Mercury, Venus, Mars, Jupiter and Saturn. In that order they can be seen at about 5 o’clock. In one line, that doesn’t happen often. The last time was in 2004.

Alarm clock at 4 o’clock

“You often see several planets, but not often so close to each other,” says meteorologist Magdel Erasmus of Buienradar. That’s because the planets all have very different orbits around the sun. Jupiter logically takes a lot longer to make a round than Mercury, which is a lot closer to the sun. “Now the orbits of the planets converge in the night sky.”

To be able to observe the phenomenon yourself, the alarm clock has to be set really early. Around 4 o’clock is not a superfluous luxury, if you want to have a cup of coffee with it.

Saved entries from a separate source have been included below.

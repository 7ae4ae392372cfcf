use crate::client::{ApiClient, ApiResponse};
use crate::model::{ChequeCreateRequest, ChequeIdRequest};

/// `cheque.*` operations
#[derive(Debug, Clone, Copy)]
pub struct Cheques<'a> {
    client: &'a ApiClient,
}

impl<'a> Cheques<'a> {
    pub(crate) fn new(client: &'a ApiClient) -> Self {
        Self { client }
    }

    /// Creates a cheque (signed)
    pub async fn create(&self, request: &ChequeCreateRequest) -> ApiResponse {
        self.client.post_signed("cheque.create", request).await
    }

    pub async fn status(&self, cheque_id: &str) -> ApiResponse {
        self.client
            .post_query("cheque.status", &[("cheque_id", cheque_id)])
            .await
    }

    /// Cheques issued by this account
    pub async fn list(&self) -> ApiResponse {
        self.client.post_empty("cheque.list").await
    }

    pub async fn cancel(&self, cheque_id: &str) -> ApiResponse {
        let request = ChequeIdRequest {
            cheque_id: cheque_id.to_string(),
        };
        self.client.post_json("cheque.cancel", &request).await
    }
}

Moreover, it is not much later already light. And then there is nothing left to see.

What to do if you don’t know anything about it

Okay, here’s a quick guide to what you should do tonight if you’re not a specialist, but want to participate:

  • Walk out and set down your seat heading east (slightly southeast) around 4:30 am
  • Find a place without much lighting around you, and watch out for trees (they block the horizon)
  • Grab your binoculars that you put in your bag next to your thermos and start searching
  • Look for Saturn’s ring (which can only be seen with your binoculars and is highest in the sky)
  • Search in an oblique line toward the horizon in the order in the image above this article (towards the bottom left from Saturn)

The awkward thing about the starry sky is that there will be a lot of other twinkling stars. Difficult for your search, but that’s the way it is. The planets are recognizable if you persevere a bit.

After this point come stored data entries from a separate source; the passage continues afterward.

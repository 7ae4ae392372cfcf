use std::fmt;
use std::str::FromStr;

use secrecy::{Secret, SecretVec};
use serde::{Deserialize, Serialize, Serializer};
use serde_json::Value;

use crate::client::Error;
use crate::signer::SignerError;

/// Request body before signing; keys keep their insertion order
pub type Payload = serde_json::Map<String, Value>;

/// Deployment target of the platform
#[derive(Debug, Clone, Copy, PartialEq, Eq, Hash, Default, Serialize, Deserialize)]
#[serde(rename_all = "lowercase")]
pub enum Environment {
    #[default]
    Production,
    Test,
    Local,
}

impl Environment {
    /// Base endpoint every operation name is appended to
    pub fn base_url(self) -> &'static str {
        match self {
            Environment::Production => "https://xjet.app/api/v1",
            Environment::Test => "https://testnet.xjet.app/api/v1",
            Environment::Local => "https://127.0.0.1:5000/api/v1",
        }
    }
}

impl fmt::Display for Environment {
    fn fmt(&self, f: &mut fmt::Formatter<'_>) -> fmt::Result {
        let name = match self {
            Environment::Production => "mainnet",
            Environment::Test => "testnet",
            Environment::Local => "localnet",
        };
        f.write_str(name)
    }
}

impl FromStr for Environment {
    type Err = Error;

    fn from_str(s: &str) -> Result<Self, Self::Err> {
        match s.trim().to_ascii_lowercase().as_str() {
            "mainnet" | "production" => Ok(Environment::Production),
            "testnet" | "test" => Ok(Environment::Test),
            "localnet" | "local" => Ok(Environment::Local),
            other => Err(Error::UnknownEnvironment(other.to_string())),
        }
    }
}

/// API key and optional Ed25519 private key of one client
///
/// Both values are held in [`secrecy`] wrappers: they are redacted from
/// `Debug` output and zeroized on drop.
pub struct Credentials {
    pub api_key: Secret<String>,
    pub signing_key: Option<SecretVec<u8>>,
}

impl Credentials {
    /// Credentials from an API key and raw private key bytes
    ///
    /// Key material is validated when the client is constructed.
    pub fn new(api_key: impl Into<String>, signing_key: Option<Vec<u8>>) -> Self {
        Self {
            api_key: Secret::new(api_key.into()),
            signing_key: signing_key.map(Secret::new),
        }
    }

    /// Credentials for unsigned endpoints only
    pub fn api_key_only(api_key: impl Into<String>) -> Self {
        Self::new(api_key, None)
    }

    /// Credentials from an API key and a hex-encoded private key
    ///
    /// # Errors
    ///
    /// Returns [`Error::InvalidSigningKey`] if `private_key_hex` is not valid hex.
    pub fn from_hex(api_key: impl Into<String>, private_key_hex: &str) -> Result<Self, Error> {
        let bytes = hex::decode(private_key_hex.trim()).map_err(SignerError::from)?;
        Ok(Self::new(api_key, Some(bytes)))
    }
}

impl fmt::Debug for Credentials {
    fn fmt(&self, f: &mut fmt::Formatter<'_>) -> fmt::Result {
        f.debug_struct("Credentials")
            .field("api_key", &self.api_key)
            .field("has_signing_key", &self.signing_key.is_some())
            .finish_non_exhaustive()
    }
}

/// Numeric amount, serialized as a JSON integer or float as given
///
/// Non-finite decimals fail to serialize instead of becoming `null`.
#[derive(Debug, Clone, Copy, PartialEq)]
pub enum Amount {
    Integer(i64),
    Decimal(f64),
}

impl Serialize for Amount {
    fn serialize<S: Serializer>(&self, serializer: S) -> Result<S::Ok, S::Error> {
        match *self {
            Amount::Integer(value) => serializer.serialize_i64(value),
            Amount::Decimal(value) if value.is_finite() => serializer.serialize_f64(value),
            Amount::Decimal(value) => Err(serde::ser::Error::custom(format!(
                "amount must be a finite number, got {value}"
            ))),
        }
    }
}

impl From<i64> for Amount {
    fn from(value: i64) -> Self {
        Amount::Integer(value)
    }
}

impl From<i32> for Amount {
    fn from(value: i32) -> Self {
        Amount::Integer(value.into())
    }
}

impl From<u32> for Amount {
    fn from(value: u32) -> Self {
        Amount::Integer(value.into())
    }
}

impl From<f64> for Amount {
    fn from(value: f64) -> Self {
        Amount::Decimal(value)
    }
}

/// Direction of an exchange order
#[derive(Debug, Clone, Copy, PartialEq, Eq, Serialize, Deserialize)]
#[serde(rename_all = "lowercase")]
pub enum OrderSide {
    Buy,
    Sell,
}

// Field declaration order below is the wire order, and for signed requests
// the order the signature is computed over.

/// Body of `account.withdraw` (signed)
#[derive(Debug, Clone, Serialize)]
pub struct WithdrawRequest {
    pub ton_address: String,
    pub currency: String,
    pub amount: Amount,
}

/// Body of `account.operations`
#[derive(Debug, Clone, Copy, PartialEq, Eq, Serialize)]
pub struct OperationsRequest {
    pub limit: u32,
    pub offset: u32,
}

impl Default for OperationsRequest {
    fn default() -> Self {
        Self {
            limit: 100,
            offset: 0,
        }
    }
}

/// Keys of `cheque.create` that [`ChequeCreateRequest::with_extra`] will not set
pub const CHEQUE_RESERVED_KEYS: [&str; 9] = [
    "currency",
    "amount",
    "expires",
    "description",
    "activates_count",
    "groups_id",
    "personal_id",
    "password",
    crate::signer::SIGNATURE_FIELD,
];

/// Body of `cheque.create` (signed)
///
/// Unset optional fields are sent as `null`. Entries in `extra` are
/// appended after the documented fields in their insertion order.
#[derive(Debug, Clone, Serialize)]
pub struct ChequeCreateRequest {
    pub currency: String,
    pub amount: Amount,
    pub expires: Option<i64>,
    pub description: String,
    pub activates_count: u32,
    pub groups_id: Option<Vec<i64>>,
    pub personal_id: Option<String>,
    pub password: Option<String>,
    #[serde(flatten)]
    pub extra: Payload,
}

impl ChequeCreateRequest {
    pub fn new(currency: impl Into<String>, amount: impl Into<Amount>) -> Self {
        Self {
            currency: currency.into(),
            amount: amount.into(),
            expires: None,
            description: String::new(),
            activates_count: 1,
            groups_id: None,
            personal_id: None,
            password: None,
            extra: Payload::new(),
        }
    }

    pub fn with_expires(mut self, expires: i64) -> Self {
        self.expires = Some(expires);
        self
    }

    pub fn with_description(mut self, description: impl Into<String>) -> Self {
        self.description = description.into();
        self
    }

    pub fn with_activates_count(mut self, activates_count: u32) -> Self {
        self.activates_count = activates_count;
        self
    }

    pub fn with_groups(mut self, groups_id: Vec<i64>) -> Self {
        self.groups_id = Some(groups_id);
        self
    }

    pub fn with_personal_id(mut self, personal_id: impl Into<String>) -> Self {
        self.personal_id = Some(personal_id.into());
        self
    }

    pub fn with_password(mut self, password: impl Into<String>) -> Self {
        self.password = Some(password.into());
        self
    }

    /// Adds a field not covered by the typed setters
    ///
    /// Documented field names and `signature` are ignored; use the typed
    /// setters for the former.
    pub fn with_extra(mut self, key: impl Into<String>, value: impl Into<Value>) -> Self {
        let key = key.into();
        if CHEQUE_RESERVED_KEYS.contains(&key.as_str()) {
            tracing::warn!(key = %key, "Ignoring extra cheque field that shadows a reserved key");
            return self;
        }
        self.extra.insert(key, value.into());
        self
    }
}

/// Body of `cheque.cancel`
#[derive(Debug, Clone, Serialize)]
pub struct ChequeIdRequest {
    pub cheque_id: String,
}

/// Body of `invoice.create`
#[derive(Debug, Clone, Serialize)]
pub struct InvoiceCreateRequest {
    pub currency: String,
    pub amount: Amount,
    pub description: Option<String>,
    pub max_payments: u32,
    #[serde(skip_serializing_if = "Option::is_none")]
    pub expires: Option<i64>,
}

impl InvoiceCreateRequest {
    /// The platform expects invoice currencies in lowercase.
    pub fn new(currency: &str, amount: impl Into<Amount>) -> Self {
        Self {
            currency: currency.to_lowercase(),
            amount: amount.into(),
            description: None,
            max_payments: 1,
            expires: None,
        }
    }

    pub fn with_description(mut self, description: impl Into<String>) -> Self {
        self.description = Some(description.into());
        self
    }

    pub fn with_max_payments(mut self, max_payments: u32) -> Self {
        self.max_payments = max_payments;
        self
    }

    pub fn with_expires(mut self, expires: i64) -> Self {
        self.expires = Some(expires);
        self
    }
}

/// Body of `nft.transfer` (signed)
#[derive(Debug, Clone, Serialize)]
pub struct NftTransferRequest {
    pub nft_address: String,
    pub to_address: String,
}

/// Body of `exchanges.estimate`
#[derive(Debug, Clone, Serialize)]
pub struct ExchangeEstimateRequest {
    pub pair: [String; 2],
    #[serde(rename = "type")]
    pub side: OrderSide,
    pub amount: Amount,
}

/// Body of `exchanges.createOrder` (signed)
#[derive(Debug, Clone, Serialize)]
pub struct ExchangeOrderRequest {
    pub pair: [String; 2],
    #[serde(rename = "type")]
    pub side: OrderSide,
    pub amount: Amount,
    pub min_expected_amount: Amount,
}

/// Serializes a typed request into an ordered payload
///
/// # Errors
///
/// Returns an error if `request` does not serialize to a JSON object.
pub fn to_payload<T: Serialize>(request: &T) -> Result<Payload, serde_json::Error> {
    match serde_json::to_value(request)? {
        Value::Object(map) => Ok(map),
        other => Err(<serde_json::Error as serde::ser::Error>::custom(format!(
            "request must serialize to a JSON object, got {other}"
        ))),
    }
}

Mercury late (or not) visible

Jupiter, for example, is slightly larger and very bright, says Erasmus van Buienradar. Erasmus: “Mars has a red glow and Venus is the brightest star.” Good to know: the moon is somewhere between Mars and Venus. That offers some guidance.

Whether you can complete the entire line of five planets is questionable. Mercury is hard to spot. The planet is small, only slightly rises above the horizon and, above all, is only visible when it starts to get dark again.

Not much of a chance, then, but Erasmus doesn’t rule it out completely either: “If you stick to the oblique line, you may be able to see Mercury.”